Die Auswirkungen des Skandal zwingen VW zudem zum Sparen: VW fährt die Investitionen für das kommende Jahr runter. 2016 sollen die Sachinvestitionen um eine Milliarde Euro verringert werden. „Wir fahren in den kommenden Monaten auf Sicht“, sagt VW-Chef Müller. Weitere Ausgaben bleiben auf dem Prüfstand.
Neuer Ärger für Volkswagen: Die Staatsanwaltschaft Braunschweig ermittelt nun auch wegen mögliche Steuerhinterziehung im Zusammenhang mit falschen CO2-Angaben. Die könnten dazu geführt haben, dass zu wenig Kfz-Steuer gezahlt wurde.
Zumindest etwas Positives für die Wolfsburger: Zur Nachrüstung der millionenfach manipulierten Dieselmotoren mit 1,6 Litern Hubraum in Europa reicht nach Angaben von Volkswagen ein zusätzliches, wenige Euro teures Bauteil aus. Bei den 2,0-Liter-Motoren genügt ein Software-Update. Das Kraftfahrtbundesamt genehmigt die Maßnahmen. Auch wenn VW keine Angaben zu den Kosten macht – es hätte schlimmer kommen können.
Von dem Skandal sind auch Millionen deutsche Autofahrer betroffen, weil sie in einem Auto mit Schummel-Motor sitzen. Wie sehr belastet dies das Image des Konzerns?
Natürlich bleibt das hängen. Ich glaube nicht, dass jetzt viele Verbraucher VW wegen der Probleme verklagen. Beim nächsten Autokauf werden einige allerdings nochmal überlegen, ob sie wirklich einen Volkswagen wollen.
Wie lange wird VW mit dem Negativ-Image klarkommen müssen?

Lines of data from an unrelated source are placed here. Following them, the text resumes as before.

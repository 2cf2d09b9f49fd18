//! Runtime profiling session.
//!
//! A [`ProfilingSession`] is an ordinary value: the binary starts one when
//! profiling is enabled, hands it to the [`Server`](crate::Server), and the
//! server finishes it while draining. Components that want to add samples get
//! a reference to it; there is no process-wide profiler.

use std::fmt;
use std::fs::{self, File};
use std::io::{BufWriter, Write};
use std::path::{Path, PathBuf};
use std::sync::Mutex;
use std::time::{Instant, SystemTime, UNIX_EPOCH};

use crate::error::Error;

/// Sample file for one process run, `<dir>/<pid>-runtime.prof`.
pub struct ProfilingSession {
    path: PathBuf,
    started: Instant,
    out: Mutex<BufWriter<File>>,
}

impl ProfilingSession {
    /// Creates `dir` if needed and opens the sample file.
    pub fn start(dir: impl AsRef<Path>) -> Result<Self, Error> {
        let dir = dir.as_ref();
        fs::create_dir_all(dir)?;
        let path = dir.join(format!("{}-runtime.prof", std::process::id()));
        let mut out = BufWriter::new(File::create(&path)?);

        let started_unix = SystemTime::now().duration_since(UNIX_EPOCH).map_or(0, |d| d.as_secs());
        writeln!(out, "# applyd runtime profile")?;
        writeln!(out, "pid {}", std::process::id())?;
        writeln!(out, "started_unix {started_unix}")?;

        tracing::info!(path = %path.display(), "profiling session started");
        Ok(Self { path, started: Instant::now(), out: Mutex::new(out) })
    }

    pub fn path(&self) -> &Path {
        &self.path
    }

    /// Appends one `name value` sample line.
    pub fn record(&self, name: &str, value: impl fmt::Display) -> Result<(), Error> {
        let mut out = self.out.lock().map_err(|_| Error::Io(std::io::Error::other("profiling writer poisoned")))?;
        writeln!(out, "{name} {value}")?;
        Ok(())
    }

    /// Writes the closing samples, flushes and closes the file.
    pub fn finish(self) -> Result<PathBuf, Error> {
        let mut out = self.out.into_inner().map_err(|_| Error::Io(std::io::Error::other("profiling writer poisoned")))?;
        writeln!(out, "uptime_seconds {:.3}", self.started.elapsed().as_secs_f64())?;
        if let Ok(handle) = tokio::runtime::Handle::try_current() {
            let metrics = handle.metrics();
            writeln!(out, "runtime_workers {}", metrics.num_workers())?;
            writeln!(out, "runtime_alive_tasks {}", metrics.num_alive_tasks())?;
        }
        out.flush()?;
        tracing::info!(path = %self.path.display(), "profiling session saved");
        Ok(self.path)
    }
}

impl fmt::Debug for ProfilingSession {
    fn fmt(&self, f: &mut fmt::Formatter<'_>) -> fmt::Result {
        f.debug_struct("ProfilingSession").field("path", &self.path).finish_non_exhaustive()
    }
}

#[cfg(test)]
mod tests {
    use super::*;

    #[tokio::test]
    async fn samples_are_persisted_on_finish() {
        let dir = tempfile::tempdir().unwrap();
        let session = ProfilingSession::start(dir.path().join("pprof")).unwrap();
        session.record("connections_accepted", 3).unwrap();
        let path = session.finish().unwrap();

        let text = fs::read_to_string(path).unwrap();
        assert!(text.contains("connections_accepted 3"));
        assert!(text.contains("uptime_seconds"));
        assert!(text.contains("runtime_workers"));
    }
}
//! Handler trait and type erasure.
//!
//! # How async handlers are stored
//!
//! The router holds handlers of *different* types in one `matchit` tree, so
//! each is erased behind `dyn ErasedHandler`. The typed reply is serialized to
//! JSON at the erasure boundary, which lets every stage of the chain work on a
//! single [`Reply`] type.
//!
//! ```text
//! async fn list(call: Call) -> Result<ListReply, Status>   ← user writes this
//!        ↓ router.route(path, list)
//! list.into_boxed_handler()                                 ← Handler blanket impl
//!        ↓
//! Arc::new(FnHandler(list))                                 ← stored as BoxedHandler
//!        ↓
//! handler.call(call) at request time                        ← one vtable dispatch
//! ```

use std::future::Future;
use std::sync::Arc;

use futures::future::BoxFuture;
use serde::Serialize;

use crate::call::{Call, Reply};
use crate::status::Status;

/// Internal dispatch interface.
///
/// `#[doc(hidden)] pub` rather than `pub(crate)` because it appears in the
/// return type of the public `Handler` trait's `into_boxed_handler` method.
#[doc(hidden)]
pub trait ErasedHandler {
    fn call(&self, call: Call) -> BoxFuture<'static, Reply>;
}

/// A type-erased handler shared across concurrent calls.
#[doc(hidden)]
pub type BoxedHandler = Arc<dyn ErasedHandler + Send + Sync + 'static>;

/// Implemented for every valid RPC handler.
///
/// Satisfied automatically by any function or closure with the shape
///
/// ```text
/// Fn(Call) -> impl Future<Output = Result<T, Status>>   where T: Serialize
/// ```
///
/// The trait is sealed: only the blanket impl below can satisfy it.
pub trait Handler: private::Sealed + Send + Sync + 'static {
    #[doc(hidden)]
    fn into_boxed_handler(self) -> BoxedHandler;
}

mod private {
    pub trait Sealed {}
}

impl<F, Fut, T> private::Sealed for F
where
    F: Fn(Call) -> Fut + Send + Sync + 'static,
    Fut: Future<Output = Result<T, Status>> + Send + 'static,
    T: Serialize + Send + 'static,
{
}

impl<F, Fut, T> Handler for F
where
    F: Fn(Call) -> Fut + Send + Sync + 'static,
    Fut: Future<Output = Result<T, Status>> + Send + 'static,
    T: Serialize + Send + 'static,
{
    fn into_boxed_handler(self) -> BoxedHandler {
        Arc::new(FnHandler(self))
    }
}

/// Bridges a concrete handler `F` to [`ErasedHandler`].
struct FnHandler<F>(F);

impl<F, Fut, T> ErasedHandler for FnHandler<F>
where
    F: Fn(Call) -> Fut + Send + Sync,
    Fut: Future<Output = Result<T, Status>> + Send + 'static,
    T: Serialize + Send + 'static,
{
    fn call(&self, call: Call) -> BoxFuture<'static, Reply> {
        let fut = (self.0)(call);
        Box::pin(async move {
            let reply = fut.await?;
            serde_json::to_value(reply)
                .map_err(|e| Status::internal("failed to encode reply").with_detail(e.to_string()))
        })
    }
}
//! YAML configuration.
//!
//! The file keeps the established `apiserver.yaml` layout:
//!
//! ```yaml
//! ProjectName: applyd
//! Identify:
//!   AuthSecret: change-me
//! Log:
//!   LogLevel: debug
//!   IsStdOut: true
//! MySQL:
//!   DSN: ""
//!   Active: 16
//!   Idle: 4
//!   IdleTimeout: 300
//! GrpcSrv:
//!   Address: 0.0.0.0:5000
//! Session:
//!   TimeoutSecs: 10
//!   RequireAuth: false
//! ```

use std::path::{Path, PathBuf};
use std::time::Duration;

use serde::Deserialize;

use crate::error::Error;
use crate::middleware::SessionConfig;

/// Environment variable naming the config file.
pub const CONF_PATH_ENV: &str = "API_SRV_CONF_PATH";
/// Config file used when the variable is unset.
pub const DEFAULT_CONF_PATH: &str = "./apiserver.yaml";
/// Largest accepted `Session.TimeoutSecs`, one day.
pub const MAX_SESSION_TIMEOUT_SECS: u64 = 24 * 60 * 60;

#[derive(Clone, Debug, Default, Deserialize)]
#[serde(rename_all = "PascalCase", default)]
pub struct Config {
    pub project_name: String,
    pub identify: IdentifyConfig,
    pub log: LogConfig,
    #[serde(rename = "MySQL")]
    pub mysql: StoreConfig,
    pub grpc_srv: ServerConfig,
    pub session: SessionSettings,
}

#[derive(Clone, Debug, Default, Deserialize)]
#[serde(rename_all = "PascalCase", default)]
pub struct IdentifyConfig {
    pub auth_secret: String,
}

#[derive(Clone, Debug, Default, Deserialize)]
#[serde(rename_all = "PascalCase", default)]
pub struct LogConfig {
    /// Append JSON records to this file instead of stderr.
    pub log_path: String,
    pub log_level: String,
    /// Human-readable records on stdout.
    pub is_std_out: bool,
    #[serde(rename = "IsPProf")]
    pub is_pprof: bool,
    #[serde(rename = "PathPProf")]
    pub path_pprof: String,
}

/// Connection-pool bounds for the storage backend. Read once at startup.
#[derive(Clone, Debug, Default, Deserialize)]
#[serde(rename_all = "PascalCase", default)]
pub struct StoreConfig {
    #[serde(rename = "DSN")]
    pub dsn: String,
    pub active: u32,
    pub idle: u32,
    /// Seconds.
    pub idle_timeout: u64,
}

#[derive(Clone, Debug, Deserialize)]
#[serde(rename_all = "PascalCase", default)]
pub struct ServerConfig {
    pub address: String,
    pub drain_grace_millis: u64,
}

impl Default for ServerConfig {
    fn default() -> Self {
        Self { address: "0.0.0.0:5000".to_owned(), drain_grace_millis: 5_000 }
    }
}

#[derive(Clone, Debug, Deserialize)]
#[serde(rename_all = "PascalCase", default)]
pub struct SessionSettings {
    pub timeout_secs: u64,
    pub require_auth: bool,
}

impl Default for SessionSettings {
    fn default() -> Self {
        Self { timeout_secs: 10, require_auth: false }
    }
}

impl Config {
    /// `$API_SRV_CONF_PATH`, or `./apiserver.yaml` in dev mode.
    pub fn path_from_env() -> PathBuf {
        std::env::var_os(CONF_PATH_ENV)
            .filter(|p| !p.is_empty())
            .map_or_else(|| PathBuf::from(DEFAULT_CONF_PATH), PathBuf::from)
    }

    pub fn load(path: impl AsRef<Path>) -> Result<Self, Error> {
        let path = path.as_ref();
        let text = std::fs::read_to_string(path).map_err(|e| Error::Config {
            path: path.display().to_string(),
            reason: e.to_string(),
        })?;
        Self::from_yaml(&text, &path.display().to_string())
    }

    /// Parses and validates `text`; `origin` only labels errors.
    pub fn from_yaml(text: &str, origin: &str) -> Result<Self, Error> {
        let invalid = |reason: String| Error::Config { path: origin.to_owned(), reason };
        let config: Self = serde_yaml::from_str(text).map_err(|e| invalid(e.to_string()))?;
        if config.identify.auth_secret.is_empty() {
            return Err(invalid("Identify.AuthSecret must be set".to_owned()));
        }
        if !(1..=MAX_SESSION_TIMEOUT_SECS).contains(&config.session.timeout_secs) {
            return Err(invalid(format!(
                "Session.TimeoutSecs must be between 1 and {MAX_SESSION_TIMEOUT_SECS}, got {}",
                config.session.timeout_secs
            )));
        }
        Ok(config)
    }

    pub fn session_config(&self) -> SessionConfig {
        SessionConfig {
            timeout: Duration::from_secs(self.session.timeout_secs),
            require_auth: self.session.require_auth,
        }
    }

    pub fn drain_grace(&self) -> Duration {
        Duration::from_millis(self.grpc_srv.drain_grace_millis)
    }
}
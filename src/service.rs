//! `infra.apply.v1.InfraApply` handlers.
//!
//! Each handler decodes its request, talks to the [`ApplyStore`] and builds
//! the reply. Identity, tracing and logging have already been taken care of
//! by the chain; handlers only read the subject id from the call context.

use std::future::Future;
use std::sync::Arc;

use chrono::{DateTime, NaiveDateTime, Utc};
use serde::{Deserialize, Serialize};

use crate::call::Call;
use crate::handler::Handler;
use crate::router::Router;
use crate::status::Status;
use crate::store::{ApplyChanges, ApplyStatus, ApplyStore, FindQuery, InfraApply, StoreError};

pub const SERVICE: &str = "infra.apply.v1.InfraApply";
pub const LIST: &str = "/infra.apply.v1.InfraApply/ListInfraApply";
pub const ADD: &str = "/infra.apply.v1.InfraApply/AddInfraApply";
pub const UPDATE: &str = "/infra.apply.v1.InfraApply/UpdateInfraApply";
pub const DELETE: &str = "/infra.apply.v1.InfraApply/DelInfraApply";

const TIME_FORMAT: &str = "%Y-%m-%d %H:%M:%S";

#[derive(Debug, Default, Deserialize, Serialize)]
#[serde(default)]
pub struct ListInfraApplyReq {
    /// 1-based.
    pub page_idx: i32,
    /// `-1` for everything.
    pub page_size: i32,
    /// Pattern matched against the subject name.
    pub search: String,
}

#[derive(Debug, Default, Deserialize, Serialize)]
pub struct DetailInfraApplyReply {
    pub id: i32,
    pub device_code: String,
    pub applyer: String,
    pub status: String,
    pub subject_name: String,
    pub review_id: String,
    pub expire_tm: String,
    pub review_tm: String,
}

#[derive(Debug, Default, Deserialize, Serialize)]
pub struct ModelPage {
    pub page_size: i32,
    pub page_idx: i32,
    pub total: i32,
}

#[derive(Debug, Default, Deserialize, Serialize)]
pub struct ListInfraApplyReply {
    pub record: Vec<DetailInfraApplyReply>,
    pub page: ModelPage,
    pub exhausted: bool,
}

#[derive(Debug, Default, Deserialize, Serialize)]
#[serde(default)]
pub struct AddInfraApplyReq {
    pub device_code: String,
    pub subject_name: String,
    /// Defaults to the authenticated subject.
    pub applyer: String,
    pub expire_tm: String,
}

#[derive(Debug, Default, Deserialize, Serialize)]
pub struct AddInfraApplyReply {
    pub id: i32,
}

#[derive(Debug, Default, Deserialize, Serialize)]
#[serde(default)]
pub struct UpdateInfraApplyReq {
    pub id: i32,
    pub status: Option<String>,
    pub review_id: Option<String>,
    pub review_tm: Option<String>,
    pub expire_tm: Option<String>,
}

#[derive(Debug, Default, Deserialize, Serialize)]
pub struct UpdateInfraApplyReply {}

#[derive(Debug, Default, Deserialize, Serialize)]
#[serde(default)]
pub struct DelInfraApplyReq {
    pub id: i32,
}

#[derive(Debug, Default, Deserialize, Serialize)]
pub struct DelInfraApplyReply {}

fn store_status(err: StoreError) -> Status {
    match err {
        StoreError::InvalidPageSize(_) | StoreError::NegativeOffset(_) | StoreError::UnknownField { .. } => {
            Status::invalid_argument(err.to_string())
        }
        StoreError::NotFound(_) => Status::not_found(err.to_string()),
        StoreError::Closed => Status::new(crate::Code::Unavailable, "store unavailable"),
        StoreError::Backend(detail) => Status::internal("storage failure").with_detail(detail),
    }
}

fn render_time(t: Option<DateTime<Utc>>) -> String {
    t.map(|t| t.format(TIME_FORMAT).to_string()).unwrap_or_default()
}

fn parse_time(field: &str, s: &str) -> Result<Option<DateTime<Utc>>, Status> {
    if s.is_empty() {
        return Ok(None);
    }
    NaiveDateTime::parse_from_str(s, TIME_FORMAT)
        .map(|t| Some(t.and_utc()))
        .map_err(|e| Status::invalid_argument(format!("{field}: expected `YYYY-MM-DD HH:MM:SS`: {e}")))
}

fn parse_status(s: &str) -> Result<ApplyStatus, Status> {
    s.parse().map_err(|()| Status::invalid_argument(format!("unknown status `{s}`")))
}

impl From<InfraApply> for DetailInfraApplyReply {
    fn from(r: InfraApply) -> Self {
        Self {
            id: r.id,
            device_code: r.device_code,
            applyer: r.applyer,
            status: r.status.as_str().to_owned(),
            subject_name: r.subject_name,
            review_id: r.review_id,
            expire_tm: render_time(r.expires_at),
            review_tm: render_time(r.reviewed_at),
        }
    }
}

/// The apply workflow service.
pub struct InfraApplyService {
    store: Arc<dyn ApplyStore>,
}

impl InfraApplyService {
    pub fn new(store: Arc<dyn ApplyStore>) -> Self {
        Self { store }
    }

    /// Router with all four methods bound to this service.
    pub fn into_router(self) -> Router {
        let svc = Arc::new(self);
        Router::new()
            .route(LIST, bind(&svc, |s, call| async move { s.list(call).await }))
            .route(ADD, bind(&svc, |s, call| async move { s.add(call).await }))
            .route(UPDATE, bind(&svc, |s, call| async move { s.update(call).await }))
            .route(DELETE, bind(&svc, |s, call| async move { s.delete(call).await }))
    }

    pub async fn list(&self, call: Call) -> Result<ListInfraApplyReply, Status> {
        let req: ListInfraApplyReq = call.decode()?;
        if req.page_idx < 1 {
            return Err(Status::invalid_argument("page_idx starts at 1"));
        }
        let limit = req.page_size;
        let offset = req.page_size.saturating_mul(req.page_idx - 1);

        let mut query = FindQuery::page(limit, offset);
        if !req.search.is_empty() {
            query = query.like("subject_name", req.search);
        }
        let page = self.store.find_like(&query).await.map_err(store_status)?;

        let total = i32::try_from(page.total).unwrap_or(i32::MAX);
        let exhausted = limit < 0 || limit.saturating_add(offset) >= total;
        Ok(ListInfraApplyReply {
            record: page.records.into_iter().map(Into::into).collect(),
            page: ModelPage { page_size: req.page_size, page_idx: req.page_idx, total },
            exhausted,
        })
    }

    pub async fn add(&self, call: Call) -> Result<AddInfraApplyReply, Status> {
        let req: AddInfraApplyReq = call.decode()?;
        if req.subject_name.is_empty() {
            return Err(Status::invalid_argument("subject_name is required"));
        }
        let applyer = if req.applyer.is_empty() {
            call.context().subject_id().to_owned()
        } else {
            req.applyer
        };
        let record = InfraApply {
            device_code: req.device_code,
            applyer,
            subject_name: req.subject_name,
            expires_at: parse_time("expire_tm", &req.expire_tm)?,
            ..InfraApply::default()
        };
        let stored = self.store.add_one(record).await.map_err(store_status)?;
        Ok(AddInfraApplyReply { id: stored.id })
    }

    pub async fn update(&self, call: Call) -> Result<UpdateInfraApplyReply, Status> {
        let req: UpdateInfraApplyReq = call.decode()?;
        let changes = ApplyChanges {
            status: req.status.as_deref().map(parse_status).transpose()?,
            review_id: req.review_id,
            reviewed_at: match req.review_tm.as_deref() {
                Some(s) => parse_time("review_tm", s)?,
                None => None,
            },
            expires_at: match req.expire_tm.as_deref() {
                Some(s) => parse_time("expire_tm", s)?,
                None => None,
            },
        };
        self.store.update_one(req.id, &changes).await.map_err(store_status)?;
        Ok(UpdateInfraApplyReply {})
    }

    pub async fn delete(&self, call: Call) -> Result<DelInfraApplyReply, Status> {
        let req: DelInfraApplyReq = call.decode()?;
        self.store.delete_one(req.id).await.map_err(store_status)?;
        Ok(DelInfraApplyReply {})
    }
}

/// Adapts a service method to the [`Handler`] shape.
fn bind<F, Fut, T>(svc: &Arc<InfraApplyService>, f: F) -> impl Handler
where
    F: Fn(Arc<InfraApplyService>, Call) -> Fut + Send + Sync + 'static,
    Fut: Future<Output = Result<T, Status>> + Send + 'static,
    T: Serialize + Send + 'static,
{
    let svc = Arc::clone(svc);
    move |call: Call| f(Arc::clone(&svc), call)
}

#[cfg(test)]
mod tests {
    use serde_json::json;

    use super::*;
    use crate::store::MemoryStore;
    use crate::{CallContext, Code};

    fn service() -> InfraApplyService {
        InfraApplyService::new(Arc::new(MemoryStore::new()))
    }

    fn call(method: &str, payload: serde_json::Value) -> Call {
        Call::new(method, payload)
    }

    async fn seed(svc: &InfraApplyService, subjects: &[&str]) {
        for s in subjects {
            svc.add(call(ADD, json!({ "subject_name": s, "device_code": "d" }))).await.unwrap();
        }
    }

    #[tokio::test]
    async fn list_pages_and_flags_exhaustion() {
        let svc = service();
        seed(&svc, &["a1", "a2", "a3"]).await;

        let first = svc.list(call(LIST, json!({ "page_idx": 1, "page_size": 2 }))).await.unwrap();
        assert_eq!(first.record.len(), 2);
        assert_eq!(first.page.total, 3);
        assert!(!first.exhausted);

        let second = svc.list(call(LIST, json!({ "page_idx": 2, "page_size": 2 }))).await.unwrap();
        assert_eq!(second.record.len(), 1);
        assert!(second.exhausted);
    }

    #[tokio::test]
    async fn unbounded_page_is_exhausted() {
        let svc = service();
        seed(&svc, &["a1", "a2"]).await;
        let all = svc.list(call(LIST, json!({ "page_idx": 1, "page_size": -1 }))).await.unwrap();
        assert_eq!(all.record.len(), 2);
        assert!(all.exhausted);
    }

    #[tokio::test]
    async fn search_matches_subject_name() {
        let svc = service();
        seed(&svc, &["mysql-prod", "redis-prod", "mysql-dev"]).await;
        let found = svc.list(call(LIST, json!({ "page_idx": 1, "page_size": 10, "search": "mysql" }))).await.unwrap();
        assert_eq!(found.page.total, 2);
    }

    #[tokio::test]
    async fn zero_page_index_is_invalid() {
        let err = service().list(call(LIST, json!({ "page_idx": 0, "page_size": 10 }))).await.unwrap_err();
        assert_eq!(err.code(), Code::InvalidArgument);
    }

    #[tokio::test]
    async fn add_defaults_applyer_to_caller() {
        let svc = service();
        let ctx = CallContext::new().with_session("t", "tok", "u1");
        let add = call(ADD, json!({ "subject_name": "s", "expire_tm": "2030-01-02 03:04:05" })).with_context(ctx);
        svc.add(add).await.unwrap();

        let listed = svc.list(call(LIST, json!({ "page_idx": 1, "page_size": 10 }))).await.unwrap();
        assert_eq!(listed.record[0].applyer, "u1");
        assert_eq!(listed.record[0].expire_tm, "2030-01-02 03:04:05");
        assert_eq!(listed.record[0].status, "init");
    }

    #[tokio::test]
    async fn update_validates_status_and_id() {
        let svc = service();
        seed(&svc, &["s"]).await;

        let bad = svc.update(call(UPDATE, json!({ "id": 1, "status": "审批完成" }))).await.unwrap_err();
        assert_eq!(bad.code(), Code::InvalidArgument);

        let missing = svc.update(call(UPDATE, json!({ "id": 42, "status": "approved" }))).await.unwrap_err();
        assert_eq!(missing.code(), Code::NotFound);

        svc.update(call(UPDATE, json!({ "id": 1, "status": "approved", "review_tm": "2030-01-01 00:00:00" }))).await.unwrap();
        let listed = svc.list(call(LIST, json!({ "page_idx": 1, "page_size": 10 }))).await.unwrap();
        assert_eq!(listed.record[0].status, "approved");
        assert_eq!(listed.record[0].review_tm, "2030-01-01 00:00:00");
    }

    #[tokio::test]
    async fn delete_removes_the_record() {
        let svc = service();
        seed(&svc, &["s"]).await;
        svc.delete(call(DELETE, json!({ "id": 1 }))).await.unwrap();
        let err = svc.delete(call(DELETE, json!({ "id": 1 }))).await.unwrap_err();
        assert_eq!(err.code(), Code::NotFound);
    }

    #[test]
    fn router_registers_all_methods() {
        let router = service().into_router();
        assert_eq!(router.methods(), [LIST, ADD, UPDATE, DELETE].map(str::to_owned));
    }
}
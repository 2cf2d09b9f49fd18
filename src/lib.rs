//! # applyd
//!
//! The RPC frontend of the infra apply approval workflow. Every call passes
//! through one fixed interceptor chain before it reaches a handler.
//!
//! ## The contract
//!
//! The chain owns the cross-cutting work, so handlers don't have to:
//!
//! - **Recovery**: a panic anywhere becomes an `Internal` reply, never a crash
//! - **Session**: deadline, trace id, and bearer-token identity
//! - **Access log**: one structured record per call, success or failure
//!
//! Handlers decode a request, talk to the [`store`], and return a reply or a
//! [`Status`]. The subject id is already on the [`CallContext`].
//!
//! ## Transport
//!
//! Calls are HTTP `POST`s to `/<package>.<Service>/<Method>` with a JSON body.
//! Request headers become call [`Metadata`]; `grpc-timeout` sets the deadline.
//! Replies carry the [`Code`] in the HTTP status, in `grpc-status`, and in a
//! `{code, message}` body on failure.
//!
//! ## Quick start
//!
//! ```rust,no_run
//! use std::sync::Arc;
//!
//! use applyd::auth::TokenAuthenticator;
//! use applyd::middleware::{SessionConfig, SessionStage};
//! use applyd::service::InfraApplyService;
//! use applyd::store::MemoryStore;
//! use applyd::{Chain, Server};
//!
//! #[tokio::main]
//! async fn main() -> Result<(), applyd::Error> {
//!     let session = SessionStage::new(TokenAuthenticator::new(b"secret"), SessionConfig::default());
//!     let store = Arc::new(MemoryStore::new());
//!     let router = InfraApplyService::new(store.clone()).into_router();
//!
//!     Server::new(Chain::standard(session), router)
//!         .with_store(store)
//!         .start("0.0.0.0:5000")
//!         .await
//! }
//! ```

mod call;
mod chain;
mod code;
mod context;
mod error;
mod handler;
mod metadata;
mod reply;
mod router;
mod server;
mod status;

pub mod auth;
pub mod config;
pub mod logging;
pub mod middleware;
pub mod profiling;
pub mod service;
pub mod store;

pub use call::{Call, Reply};
pub use chain::{Chain, ChainBuilder, MAX_STAGES, Next, Stage};
pub use code::Code;
pub use context::CallContext;
pub use error::Error;
pub use handler::Handler;
pub use metadata::{AUTHORIZATION, Metadata, TIMEOUT, TOKEN, TRACE_ID, UID};
pub use router::Router;
pub use server::{Server, ServerState, StopHandle};
pub use status::Status;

Kommen jetzt nicht neue Manipulationen und Vorwürfe ans Licht, kann das Ansehen schon in zwei Monaten wieder steigen. In einem Jahr könnte VW beim Image wieder an der Spitze der Autobauer stehen.
So schnell?
VW ist eines der Deutschen liebsten Kinder. Bei einer Umfrage im vergangenen Jahr haben wir nach dem typischen Symbol für Deutschland gefragt. VW kam auf den ersten Platz – vor Johann Wolfgang von Goethe und Angela Merkel. Das erklärt einerseits den tiefen Fall. Anderseits sind wir Deutschen deshalb aber auch bereit, schneller über die Probleme hinwegzusehen. In anderen Ländern wird es wohl weniger glimpflich ablaufen.
Wie steht VW derzeit in den USA da?
Im BrandIndex ist die Marke von 16,8 auf -4,1 abgestürzt. Kein Autobauer hat derzeit ein schlechteres Image.